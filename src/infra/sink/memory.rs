//! In-memory completion sink.

use parking_lot::Mutex;

use crate::core::{AppResult, CompletionSink};

/// Sink that keeps lines in memory for development/testing.
#[derive(Debug, Default)]
pub struct InMemorySink {
    lines: Mutex<Vec<String>>,
}

impl InMemorySink {
    /// Create an empty sink.
    #[must_use]
    pub fn new() -> Self {
        Self::default()
    }

    /// Snapshot of appended lines, in append order.
    #[must_use]
    pub fn lines(&self) -> Vec<String> {
        self.lines.lock().clone()
    }

    /// Number of appended lines.
    #[must_use]
    pub fn len(&self) -> usize {
        self.lines.lock().len()
    }

    /// Whether nothing has been appended yet.
    #[must_use]
    pub fn is_empty(&self) -> bool {
        self.lines.lock().is_empty()
    }
}

impl CompletionSink for InMemorySink {
    fn append(&self, line: &str) -> AppResult<()> {
        self.lines.lock().push(line.to_string());
        Ok(())
    }
}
····················
_What you have to do_: Within the listing above, give again exactly every line from the line with "pub fn lines(&self)" through the line with "been appended yet.", both included, and no other line.

_Output for this task_:
    pub fn lines(&self) -> Vec<String> {
        self.lines.lock().clone()
    }

    /// Number of appended lines.
    #[must_use]
    pub fn len(&self) -> usize {
        self.lines.lock().len()
    }

    /// Whether nothing has been appended yet.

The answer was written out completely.